I suggest that people take a look at the new report out from the Information Technology and Innovation Foundation entitled
“Refueling the U.S. Innovation Economy: Fresh Approaches to STEM Education.”   I’m not sure I agree with everything in the report, but it’s very interesting. The authors, Rob Atkinson and Merrilea Mayo argue against the idea that everyone needs a little bit of science/math etc, and in favor of the idea of more targetted science/math/engineering education for the students who are really motivated: 

This report lays out a blueprint that transforms a weak “Some STEM for All” approach into a more powerful, less costly, and more socially equitable “All STEM for Some” approach. It is based on working to actively recruit those students who are most interested in and capable of doing well in STEM (including currently under-represented groups) and providing them with the kind of educational experiences they need to make it through the educational pipeline and come out able and willing to contribute to growing the U.S. innovation economy.

Worth taking a look.

Comments

  1. Just skimmed it, excellent report that has some fantastic recommendations like customizing curricula more and how there are many paths to interest, including video games. I was just telling my roommate earlier this year that simply playing video games can create a sort of logical/rational mindset in many kids, because they are spending time in a computer environment with very well-defined rules. However, while the authors are certainly thinking ahead and not spouting the kind of “mainstream consensus” blather one gets from most reports of this type, they are not being radical enough, in continuing to talk about needing more STEM students or restructuring colleges and the research grant process.

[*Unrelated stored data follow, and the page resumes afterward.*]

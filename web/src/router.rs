use crate::controller::{device_flow_controller, health_check_controller};
use crate::params;
use axum::{
    http::{header, HeaderName, HeaderValue},
    routing::{get, post},
    Router,
};
use service::AppState;
use tower_http::request_id::{MakeRequestUuid, PropagateRequestIdLayer, SetRequestIdLayer};
use tower_http::set_header::SetResponseHeaderLayer;

use utoipa::{
    openapi::security::{HttpAuthScheme, HttpBuilder, SecurityScheme},
    Modify, OpenApi,
};
use utoipa_rapidoc::RapiDoc;

/// Correlates a request with its response and log lines.
pub const TRACE_ID_HEADER: &str = "x-trace-id";

// This is the global definition of our OpenAPI document. To be a part
// of the rendered document, a path and schema must be listed here.
#[derive(OpenApi)]
#[openapi(
        info(
            title = "Device Authorization API"
        ),
        paths(
            device_flow_controller::start,
            device_flow_controller::approve,
            device_flow_controller::token,
            health_check_controller::health_check,
        ),
        components(
            schemas(
                params::device_flow::ApproveParams,
                params::device_flow::TokenParams,
            )
        ),
        modifiers(&SecurityAddon),
        tags(
            (name = "device_auth", description = "Device authorization grant for headless clients")
        )
    )]
struct ApiDoc;

struct SecurityAddon;

// Approvals are made by a signed-in browser session that presents the identity
// provider's JWT as a bearer token.
impl Modify for SecurityAddon {
    fn modify(&self, openapi: &mut utoipa::openapi::OpenApi) {
        if let Some(components) = openapi.components.as_mut() {
            components.add_security_scheme(
                "bearer_auth",
                SecurityScheme::Http(
                    HttpBuilder::new()
                        .scheme(HttpAuthScheme::Bearer)
                        .bearer_format("JWT")
                        .build(),
                ),
            )
        }
    }
}

pub fn define_routes(app_state: AppState) -> Router {
    Router::new()
        .merge(device_flow_routes(app_state))
        .merge(health_routes())
        .merge(RapiDoc::with_openapi("/api-docs/openapi.json", ApiDoc::openapi()).path("/rapidoc"))
        // Codes and tokens must never be cached by intermediaries.
        .layer(SetResponseHeaderLayer::overriding(
            header::CACHE_CONTROL,
            HeaderValue::from_static("no-store"),
        ))
        // An incoming trace id is kept, otherwise a fresh one is generated.
        .layer(PropagateRequestIdLayer::new(HeaderName::from_static(
            TRACE_ID_HEADER,
        )))
        .layer(SetRequestIdLayer::new(
            HeaderName::from_static(TRACE_ID_HEADER),
            MakeRequestUuid,
        ))
}

fn device_flow_routes(app_state: AppState) -> Router {
    Router::new()
        .route("/device/start", post(device_flow_controller::start))
        .route("/device/approve", post(device_flow_controller::approve))
        .route("/device/token", post(device_flow_controller::token))
        .with_state(app_state)
}

fn health_routes() -> Router {
    Router::new().route("/health", get(health_check_controller::health_check))
}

    The truth is that online learning is about to destroy the university, there won’t be any left in a couple decades, just as the recorded music business is almost gone now and many towns don’t have newspapers or much talk radio these days. The internet destroys information businesses and TV and schooling are next. Also, even their more limited focus on STEM is fundamentally misguided because you only need very few STEM people and it’s questionable if you can ever “make” or shape them much, they make themselves (an interesting sidenote was their mention that genetic influence was much larger in STEM careers). You only need a handful of STEM people to write Microsoft Excel or some CAD or GUI design software, then you need thousands of non-STEM people who have the computer literacy and basic reasoning skills to manipulate that software to produce something.

    The quasi-market of education today that is highly govt funded is about to be destroyed by an online free-for-all of online learning and certifications. I’m confident that new online market will adaptively get a lot more focus on the right areas, through the time-honored pricing information of the market, than any attempts to reform the old broken system.

  2. I have only read the executive summary – but in the spirit of the internet I won’t let a lack of full information prevent me from commenting. Reading the summary I had some yes and no thoughts. I agree that a move away from fact based learning to depth exploration learning makes sense on the face of it. Facts are important but facts in context must be easier to learn. That being said the idea of creating STEM schools seems to risk creating a “scientist class”. My feeling is that science and the humanities need to interact constantly – and to deny talented STEM students access to first class humanities education seems a wrong.